(Problem requirements): Whenever a line of the material contains the string "NewCheckoutSession", it should be copied.

(Data records):
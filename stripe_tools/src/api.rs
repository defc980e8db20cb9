use std::sync::Arc;

use log::*;
use reqwest::{
    header::{HeaderMap, HeaderValue, AUTHORIZATION},
    Client,
    Method,
};
use serde::de::DeserializeOwned;

use crate::{config::StripeConfig, CheckoutSession, NewCheckoutSession, StripeApiError};

#[derive(Clone)]
pub struct StripeApi {
    config: StripeConfig,
    client: Arc<Client>,
}

impl StripeApi {
    pub fn new(config: StripeConfig) -> Result<Self, StripeApiError> {
        let mut headers = HeaderMap::with_capacity(1);
        let mut val = HeaderValue::from_str(&format!("Bearer {}", config.secret_key.reveal()))
            .map_err(|e| StripeApiError::Initialization(e.to_string()))?;
        val.set_sensitive(true);
        headers.insert(AUTHORIZATION, val);
        let client = Client::builder()
            .default_headers(headers)
            .build()
            .map_err(|e| StripeApiError::Initialization(e.to_string()))?;
        Ok(Self { config, client: Arc::new(client) })
    }

    pub fn url(&self, path: &str) -> String {
        format!("{}/v1{path}", self.config.api_base)
    }

    /// Sends a form-encoded request. Stripe's API does not accept JSON bodies.
    pub async fn form_query<T: DeserializeOwned>(
        &self,
        method: Method,
        path: &str,
        form: &[(String, String)],
    ) -> Result<T, StripeApiError> {
        let url = self.url(path);
        trace!("💳️ Sending Stripe request: {method} {url}");
        let mut req = self.client.request(method, url);
        if !form.is_empty() {
            req = req.form(form);
        }
        let response = req.send().await.map_err(|e| StripeApiError::RestRequestError(e.to_string()))?;
        if response.status().is_success() {
            trace!("💳️ Stripe request successful. {}", response.status());
            response.json::<T>().await.map_err(|e| StripeApiError::JsonError(e.to_string()))
        } else {
            let status = response.status().as_u16();
            let message = response.text().await.map_err(|e| StripeApiError::RestResponseError(e.to_string()))?;
            Err(StripeApiError::QueryError { status, message })
        }
    }

    pub async fn create_checkout_session(
        &self,
        session: &NewCheckoutSession,
    ) -> Result<CheckoutSession, StripeApiError> {
        let form = session.to_form()?;
        debug!("💳️ Creating checkout session for order {}", session.order_number);
        let result = self.form_query::<CheckoutSession>(Method::POST, "/checkout/sessions", &form).await?;
        info!("💳️ Checkout session {} created for order {}", result.id, session.order_number);
        Ok(result)
    }

    pub async fn retrieve_checkout_session(&self, id: &str) -> Result<CheckoutSession, StripeApiError> {
        let path = format!("/checkout/sessions/{id}");
        self.form_query::<CheckoutSession>(Method::GET, &path, &[]).await
    }

    /// Expires an open session so that it can no longer be paid.
    pub async fn expire_checkout_session(&self, id: &str) -> Result<CheckoutSession, StripeApiError> {
        let path = format!("/checkout/sessions/{id}/expire");
        let result = self.form_query::<CheckoutSession>(Method::POST, &path, &[]).await?;
        info!("💳️ Checkout session {id} expired");
        Ok(result)
    }
}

(Task solution):
use crate::{config::StripeConfig, CheckoutSession, NewCheckoutSession, StripeApiError};
        session: &NewCheckoutSession,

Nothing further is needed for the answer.